INFORMATION:
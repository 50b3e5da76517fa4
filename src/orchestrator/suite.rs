//! Suite execution on top of the [`Orchestrator`] queue.
//!
//! A suite run goes through preconditions, members and postconditions.
//! Members are submitted through the regular queue, so they compete for
//! workers like any other test. The [`SuiteResult`] is persisted and
//! published after every member so progress is visible while it runs.

use futures::StreamExt;
use futures::stream;
use tokio::task::JoinHandle;
use tokio_util::sync::CancellationToken;
use tracing::{debug, info, warn};

use super::Orchestrator;
use super::steps::AttemptOutcome;
use crate::error::{GridError, GridResult};
use crate::events::{Event, SuiteStatusEvent};
use crate::model::{
    ExecutionStrategy, Suite, SuiteResult, TestDefinition, TestResult, TestStatus, Variables,
};

const PRECONDITION_FAILED: &str = "precondition failed";
const POSTCONDITION_FAILED: &str = "postcondition failed";
const SUITE_CANCELLED: &str = "Suite cancelled";

impl Orchestrator {
    /// Runs a suite to completion and returns its result.
    pub async fn run_suite(&self, suite: Suite) -> GridResult<SuiteResult> {
        let token = self.claim_suite(&suite)?;
        Ok(self.execute_suite(suite, token).await)
    }

    /// Starts a suite in the background. The suite can be cancelled as soon
    /// as this returns.
    pub fn start_suite(&self, suite: Suite) -> GridResult<JoinHandle<SuiteResult>> {
        let token = self.claim_suite(&suite)?;
        let orchestrator = self.clone();
        Ok(tokio::spawn(async move {
            orchestrator.execute_suite(suite, token).await
        }))
    }

    /// Stops a running suite: queued members are cancelled, running members
    /// are cancelled cooperatively and no further members start.
    pub fn cancel_suite(&self, suite_id: &str) -> GridResult<()> {
        let token = self
            .inner
            .suites
            .get(suite_id)
            .ok_or_else(|| GridError::suite_not_found(suite_id))?;
        info!(suite_id, "Cancelling suite");
        token.cancel();
        Ok(())
    }

    pub fn is_suite_running(&self, suite_id: &str) -> bool {
        self.inner.suites.contains_key(suite_id)
    }

    /// Every run of a suite, oldest first.
    pub async fn suite_results(&self, suite_id: &str) -> GridResult<Vec<SuiteResult>> {
        Ok(self.inner.store.find_suite_results_by_suite(suite_id).await?)
    }

    pub async fn suite_result(&self, result_id: &str) -> GridResult<SuiteResult> {
        self.inner
            .store
            .find_suite_result(result_id)
            .await?
            .ok_or_else(|| GridError::NotFound {
                kind: "Suite result",
                id: result_id.to_string(),
            })
    }

    fn claim_suite(&self, suite: &Suite) -> GridResult<CancellationToken> {
        use dashmap::mapref::entry::Entry;

        match self.inner.suites.entry(suite.id.clone()) {
            Entry::Occupied(_) => Err(GridError::AlreadySubmitted(suite.id.clone())),
            Entry::Vacant(entry) => {
                let token = self.inner.shutdown.child_token();
                entry.insert(token.clone());
                Ok(token)
            }
        }
    }

    async fn execute_suite(&self, mut suite: Suite, token: CancellationToken) -> SuiteResult {
        suite.reset_for_run();
        suite.transition(TestStatus::Running, None);
        let mut result = SuiteResult::start(&suite);
        info!(
            suite_id = %suite.id,
            "Running suite {} with {} tests ({:?})",
            suite.name,
            suite.tests.len(),
            suite.strategy
        );
        self.save_suite(&suite).await;
        self.publish_suite(&suite);
        self.record_progress(&result).await;

        let mut variables = Variables::new();
        let (pre, _) = self
            .inner
            .engine
            .run_conditions(
                "precondition",
                &suite.preconditions,
                &suite.config,
                &mut variables,
                &token,
            )
            .await;
        result.precondition_results = pre.steps;
        let pre_passed = matches!(pre.outcome, AttemptOutcome::Passed);

        if pre_passed {
            let members: Vec<TestDefinition> = suite
                .tests
                .iter()
                .cloned()
                .map(|mut member| {
                    suite.config.apply_to(&mut member);
                    for (name, value) in &variables {
                        member
                            .variables
                            .entry(name.clone())
                            .or_insert_with(|| value.clone());
                    }
                    member
                })
                .collect();
            match suite.strategy {
                ExecutionStrategy::Sequential => {
                    self.run_sequential(&suite, members, &token, &mut result)
                        .await
                }
                ExecutionStrategy::Parallel { max_parallel } => {
                    self.run_parallel(members, max_parallel, &token, &mut result)
                        .await
                }
            }
        } else {
            warn!(suite_id = %suite.id, "Preconditions failed, skipping {} tests", suite.tests.len());
            result.not_run = suite.tests.iter().map(|t| t.id.clone()).collect();
        }

        // Postconditions run even after cancellation; only shutdown stops them.
        let cleanup = self.inner.shutdown.child_token();
        let (post, _) = self
            .inner
            .engine
            .run_conditions(
                "postcondition",
                &suite.postconditions,
                &suite.config,
                &mut variables,
                &cleanup,
            )
            .await;
        result.postcondition_results = post.steps;
        let post_passed = matches!(post.outcome, AttemptOutcome::Passed);

        let (status, error) = if token.is_cancelled() {
            (TestStatus::Cancelled, Some(SUITE_CANCELLED.to_string()))
        } else if !pre_passed {
            (TestStatus::Failed, Some(PRECONDITION_FAILED.to_string()))
        } else if !post_passed {
            (TestStatus::Failed, Some(POSTCONDITION_FAILED.to_string()))
        } else {
            let unsuccessful = result.total() - result.successful();
            if unsuccessful == 0 {
                (TestStatus::Completed, None)
            } else {
                (
                    TestStatus::Failed,
                    Some(format!("{} of {} tests failed", unsuccessful, result.total())),
                )
            }
        };

        result.finish(status, error.clone());
        suite.transition(status, error);
        info!(
            suite_id = %suite.id,
            "Suite {} finished: {} ({}/{} passed)",
            suite.name,
            status,
            result.successful(),
            result.total()
        );

        self.save_suite(&suite).await;
        self.record_progress(&result).await;
        self.publish_suite(&suite);
        self.inner.suites.remove(&suite.id);
        result
    }

    async fn run_sequential(
        &self,
        suite: &Suite,
        members: Vec<TestDefinition>,
        token: &CancellationToken,
        result: &mut SuiteResult,
    ) {
        let mut members = members.into_iter();
        for member in members.by_ref() {
            let Some(test_result) = self.run_member(member.clone(), token).await else {
                result.not_run.push(member.id);
                break;
            };
            let failed = test_result.status != TestStatus::Completed;
            result.test_results.push(test_result);
            self.record_progress(result).await;

            if failed && suite.stop_on_first_failure {
                info!(suite_id = %suite.id, "Stopping suite after first failure");
                break;
            }
        }
        result.not_run.extend(members.map(|m| m.id));
    }

    async fn run_parallel(
        &self,
        members: Vec<TestDefinition>,
        max_parallel: usize,
        token: &CancellationToken,
        result: &mut SuiteResult,
    ) {
        let mut outcomes = stream::iter(members)
            .map(|member| async move {
                let id = member.id.clone();
                (id, self.run_member(member, token).await)
            })
            .buffer_unordered(max_parallel.max(1));

        while let Some((id, outcome)) = outcomes.next().await {
            match outcome {
                Some(test_result) => {
                    result.test_results.push(test_result);
                    self.record_progress(result).await;
                }
                None => result.not_run.push(id),
            }
        }
    }

    /// Submits one member and waits for it. Returns `None` when the suite
    /// was cancelled before the member could start.
    async fn run_member(
        &self,
        member: TestDefinition,
        token: &CancellationToken,
    ) -> Option<TestResult> {
        if token.is_cancelled() {
            return None;
        }

        let handle = match self.submit(member.clone()).await {
            Ok(handle) => handle,
            Err(e) => {
                warn!(test_id = %member.id, "Suite member rejected: {}", e);
                return Some(TestResult::unexecuted(
                    &member,
                    TestStatus::Failed,
                    Some(e.to_string()),
                ));
            }
        };

        let test_id = handle.test_id().to_string();
        let wait = handle.wait();
        tokio::pin!(wait);
        let outcome = tokio::select! {
            outcome = &mut wait => outcome,
            _ = token.cancelled() => {
                if let Err(e) = self.cancel_test(&test_id).await {
                    debug!(test_id, "Member already gone: {}", e);
                }
                wait.await
            }
        };

        Some(match outcome {
            Ok(outcome) => match outcome.result {
                Some(result) => result,
                None => TestResult::unexecuted(
                    &outcome.test,
                    outcome.test.status,
                    outcome.test.error.clone(),
                ),
            },
            Err(e) => TestResult::unexecuted(&member, TestStatus::Cancelled, Some(e.to_string())),
        })
    }

    async fn record_progress(&self, result: &SuiteResult) {
        if let Err(e) = self.inner.store.save_suite_result(result).await {
            warn!(suite_id = %result.suite_id, "Failed to persist suite result: {}", e);
        }
        self.inner
            .events
            .publish(&Event::SuiteResult(Box::new(result.clone())));
    }

    async fn save_suite(&self, suite: &Suite) {
        if let Err(e) = self.inner.store.save_suite(suite).await {
            warn!(suite_id = %suite.id, "Failed to persist suite: {}", e);
        }
    }

    fn publish_suite(&self, suite: &Suite) {
        self.inner
            .events
            .publish(&Event::SuiteStatus(SuiteStatusEvent::from(suite)));
    }
}
impl<'a> StepExecutor<'a> {
    pub fn new(
        registry: &'a ActionRegistry,
        session: &'a dyn BrowserSession,
        token: &'a CancellationToken,
        policy: StepPolicy,
    ) -> Self {
        Self {
            registry,
            session,
            token,
            policy,
        }
    }

    pub async fn run(
        &self,
        steps: &[Step],
        variables: &mut Variables,
        metadata: &Variables,
        log: &mut ExecutionLog,
    ) -> AttemptReport {
        let mut report = AttemptReport {
            outcome: AttemptOutcome::Passed,
            steps: Vec::with_capacity(steps.len()),
            screenshots: Vec::new(),
        };
        let mut first_failure = None;
        let mut cancelled = false;

        for (index, step) in steps.iter().enumerate() {
            if self.token.is_cancelled() {
                log.warn(format!("Cancelled before step {}", index + 1));
                cancelled = true;
                break;
            }

            let options = step.effective_options(self.policy.defaults.as_ref());
            let mut result = StepResult::start(index, step);
            log.info(format!(
                "Executing step {}/{}: {}",
                index + 1,
                steps.len(),
                result.description
            ));

            if !pause(self.token, options.delay()).await {
                result.finish(false, Some(CANCELLED_ERROR.to_string()));
                report.steps.push(result);
                cancelled = true;
                break;
            }

            if options.screenshot_before {
                self.capture(&format!("step-{index}-before"), &mut report, log)
                    .await;
            }

            let resolved = resolve_step(index, step, options, variables, metadata);
            match self.dispatch_with_retries(&resolved, variables, log).await {
                Dispatch::Passed => {
                    log.info(format!("Step {} completed successfully", index + 1));
                    if resolved.options.screenshot_after || step.action == ActionKind::Screenshot {
                        result.screenshot =
                            self.capture(&format!("step-{index}"), &mut report, log).await;
                    }
                    result.finish(true, None);
                    report.steps.push(result);
                }
                Dispatch::Cancelled => {
                    result.finish(false, Some(CANCELLED_ERROR.to_string()));
                    report.steps.push(result);
                    cancelled = true;
                    break;
                }
                Dispatch::Failed(message) => {
                    log.error(format!("Step {} failed: {}", index + 1, message));
                    result.screenshot = self
                        .capture(&format!("step-{index}-error"), &mut report, log)
                        .await;
                    first_failure.get_or_insert_with(|| {
                        format!("Step {} ({}) failed: {}", index + 1, result.description, message)
                    });
                    result.finish(false, Some(message));
                    report.steps.push(result);

                    if !(self.policy.continue_on_failure || resolved.options.continue_on_failure) {
                        break;
                    }
                    log.warn("Continuing test execution despite step failure");
                }
            }
        }

        report.outcome = if cancelled {
            AttemptOutcome::Cancelled
        } else {
            match first_failure {
                Some(message) => AttemptOutcome::Failed(message),
                None => AttemptOutcome::Passed,
            }
        };
        report
    }

    async fn dispatch_with_retries(
        &self,
        step: &ResolvedStep,
        variables: &mut Variables,
        log: &mut ExecutionLog,
    ) -> Dispatch {
        let attempts = step.options.retries.saturating_add(1);
        let mut last_error = String::new();

        for attempt in 1..=attempts {
            if attempt > 1 {
                log.info(format!("Retrying step (attempt {attempt} of {attempts})"));
                if !pause(self.token, step.options.retry_delay()).await {
                    return Dispatch::Cancelled;
                }
            }
            if self.token.is_cancelled() {
                return Dispatch::Cancelled;
            }
            match self.dispatch(step, variables).await {
                Dispatch::Failed(message) => {
                    if attempts > 1 {
                        log.warn(format!("Step attempt {attempt} failed: {message}"));
                    }
                    last_error = message;
                }
                other => return other,
            }
        }
        Dispatch::Failed(last_error)
    }

    async fn dispatch(&self, step: &ResolvedStep, variables: &mut Variables) -> Dispatch {
        let mut cx = ActionContext {
            session: self.session,
            step,
            variables,
        };
        let call = AssertUnwindSafe(self.registry.dispatch(&mut cx)).catch_unwind();

        tokio::select! {
            _ = self.token.cancelled() => Dispatch::Cancelled,
            outcome = tokio::time::timeout(step.timeout, call) => match outcome {
                Ok(Ok(Ok(()))) => Dispatch::Passed,
                Ok(Ok(Err(e))) => Dispatch::Failed(e.to_string()),
                Ok(Err(panic)) => Dispatch::Failed(format!(
                    "Driver panicked: {}",
                    panic_message(panic.as_ref())
                )),
                Err(_) => Dispatch::Failed(
                    DriverError::Timeout {
                        timeout: step.timeout,
                        message: format!("step {}", step.action),
                    }
                    .to_string(),
                ),
            },
        }
    }

    /// Screenshot failures are logged and never fail the step.
    async fn capture(
        &self,
        label: &str,
        report: &mut AttemptReport,
        log: &mut ExecutionLog,
    ) -> Option<String> {
        if !self.policy.screenshots {
            return None;
        }
        match self.session.screenshot(label).await {
            Ok(reference) => {
                report.screenshots.push(reference.clone());
                Some(reference)
            }
            Err(e) => {
                log.warn(format!("Failed to take screenshot {label}: {e}"));
                None
            }
        }
    }
}
//! Configuration loading and schema definitions for testgrid.
//!
//! Configuration is TOML. Every field has a default; loading also expands
//! `~` and environment variables in paths and checks that the worker and
//! queue bounds are consistent.

pub mod schema;

pub use schema::*;

use std::path::{Path, PathBuf};

use anyhow::{Context, Result, bail};

/// Commented default configuration, printed by `testgrid init`.
pub const DEFAULT_CONFIG: &str = r#"# testgrid configuration

[queue]
# Submissions beyond this many queued tests are rejected.
max_size = 100
# Tests waiting longer than this are marked TIMEOUT.
timeout_secs = 1800
sweep_interval_secs = 60
# Finished tests stay queryable in memory this long.
retention_secs = 300

[pool]
min_workers = 3
max_workers = 10
idle_timeout_secs = 300
reclaim_interval_secs = 60

[autoscaler]
enabled = false
check_interval_ms = 10000
scale_up_threshold = 2
scale_down_threshold = 0
scale_up_step = 1
scale_down_step = 1

[execution]
test_retry_delay_ms = 3000
screenshots_dir = "screenshots"

[store]
type = "memory"
# type = "file"
# dir = "~/.testgrid"
"#;

/// Loads testgrid configuration from a TOML file.
///
/// # Errors
///
/// Returns an error if:
/// - The file cannot be read (e.g., doesn't exist or permission denied)
/// - The file contains invalid TOML syntax
/// - The configuration doesn't match the expected schema or fails validation
///
/// # Example
///
/// ```no_run
/// use testgrid::config::load_config;
/// use std::path::Path;
///
/// let config = load_config(Path::new("testgrid.toml"))?;
/// println!("Max workers: {}", config.pool.max_workers);
/// # Ok::<(), anyhow::Error>(())
/// ```
pub fn load_config(path: &Path) -> Result<Config> {
    let content = std::fs::read_to_string(path)
        .with_context(|| format!("Failed to read config file: {}", path.display()))?;

    load_config_str(&content)
        .with_context(|| format!("Failed to parse config file: {}", path.display()))
}

/// Loads testgrid configuration from a TOML string.
///
/// # Example
///
/// ```
/// use testgrid::config::load_config_str;
///
/// let config = load_config_str(r#"
///     [autoscaler]
///     enabled = true
/// "#)?;
///
/// assert!(config.autoscaler.enabled);
/// assert_eq!(config.pool.min_workers, 3);
/// # Ok::<(), anyhow::Error>(())
/// ```
pub fn load_config_str(content: &str) -> Result<Config> {
    let mut config: Config = toml::from_str(content).context("Failed to parse config")?;
    expand_paths(&mut config)?;
    validate(&config)?;
    Ok(config)
}

/// Checks cross-field constraints the schema cannot express.
pub fn validate(config: &Config) -> Result<()> {
    if config.pool.max_workers == 0 {
        bail!("pool.max_workers must be at least 1");
    }
    if config.pool.min_workers > config.pool.max_workers {
        bail!(
            "pool.min_workers ({}) exceeds pool.max_workers ({})",
            config.pool.min_workers,
            config.pool.max_workers
        );
    }
    if config.queue.max_size == 0 {
        bail!("queue.max_size must be at least 1");
    }
    if config.queue.sweep_interval_secs == 0 || config.pool.reclaim_interval_secs == 0 {
        bail!("sweep and reclaim intervals must be at least 1 second");
    }
    if config.autoscaler.check_interval_ms == 0 {
        bail!("autoscaler.check_interval_ms must be positive");
    }
    Ok(())
}

fn expand_paths(config: &mut Config) -> Result<()> {
    config.execution.screenshots_dir = expand(&config.execution.screenshots_dir)?;
    if let StoreConfig::File { dir } = &mut config.store {
        *dir = expand(dir)?;
    }
    Ok(())
}

fn expand(path: &Path) -> Result<PathBuf> {
    let raw = path.to_string_lossy();
    let expanded = shellexpand::full(&raw)
        .with_context(|| format!("Failed to expand path: {raw}"))?;
    Ok(PathBuf::from(expanded.as_ref()))
}

#[cfg(test)]
mod tests {
    use super::*;
    use std::io::Write;

    #[test]
    fn test_empty_config_uses_defaults() {
        let config = load_config_str("").unwrap();
        assert_eq!(config, Config::default());
        assert_eq!(config.queue.max_size, 100);
        assert_eq!(config.queue.timeout_secs, 1800);
        assert_eq!(config.pool.min_workers, 3);
        assert_eq!(config.pool.max_workers, 10);
        assert!(!config.autoscaler.enabled);
        assert_eq!(config.autoscaler.check_interval_ms, 10_000);
        assert_eq!(config.execution.test_retry_delay_ms, 3000);
        assert_eq!(config.store, StoreConfig::Memory);
    }

    #[test]
    fn test_default_template_matches_defaults() {
        let config = load_config_str(DEFAULT_CONFIG).unwrap();
        assert_eq!(config, Config::default());
    }

    #[test]
    fn test_file_store_with_home_expansion() {
        let config = load_config_str(
            r#"
            [store]
            type = "file"
            dir = "~/grid"
            "#,
        )
        .unwrap();

        match config.store {
            StoreConfig::File { dir } => {
                assert!(!dir.to_string_lossy().starts_with('~'));
                assert!(dir.ends_with("grid"));
            }
            other => panic!("unexpected store {other:?}"),
        }
    }

    #[test]
    fn test_inverted_bounds_rejected() {
        let err = load_config_str(
            r#"
            [pool]
            min_workers = 5
            max_workers = 2
            "#,
        )
        .unwrap_err();
        assert!(err.to_string().contains("exceeds"));
    }

    #[test]
    fn test_unknown_store_type_rejected() {
        assert!(load_config_str("[store]\ntype = \"redis\"").is_err());
    }

    #[test]
    fn test_load_from_file() {
        let mut file = tempfile::NamedTempFile::new().unwrap();
        writeln!(file, "[queue]\nmax_size = 7").unwrap();

        let config = load_config(file.path()).unwrap();
        assert_eq!(config.queue.max_size, 7);
    }

    #[test]
    fn test_missing_file_names_path() {
        let err = load_config(Path::new("/nonexistent/testgrid.toml")).unwrap_err();
        assert!(format!("{err:#}").contains("/nonexistent/testgrid.toml"));
    }
}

WORK REQUEST: Given the records above, reproduce precisely and only the lines between the line holding "if config.autoscaler.check_interval_ms == 0" and the line holding "assert_eq!(config.queue.timeout_secs, 1800);", inclusive.

WRITTEN REPLY:
    if config.autoscaler.check_interval_ms == 0 {
        bail!("autoscaler.check_interval_ms must be positive");
    }
    Ok(())
}

fn expand_paths(config: &mut Config) -> Result<()> {
    config.execution.screenshots_dir = expand(&config.execution.screenshots_dir)?;
    if let StoreConfig::File { dir } = &mut config.store {
        *dir = expand(dir)?;
    }
    Ok(())
}

fn expand(path: &Path) -> Result<PathBuf> {
    let raw = path.to_string_lossy();
    let expanded = shellexpand::full(&raw)
        .with_context(|| format!("Failed to expand path: {raw}"))?;
    Ok(PathBuf::from(expanded.as_ref()))
}

#[cfg(test)]
mod tests {
    use super::*;
    use std::io::Write;

    #[test]
    fn test_empty_config_uses_defaults() {
        let config = load_config_str("").unwrap();
        assert_eq!(config, Config::default());
        assert_eq!(config.queue.max_size, 100);
        assert_eq!(config.queue.timeout_secs, 1800);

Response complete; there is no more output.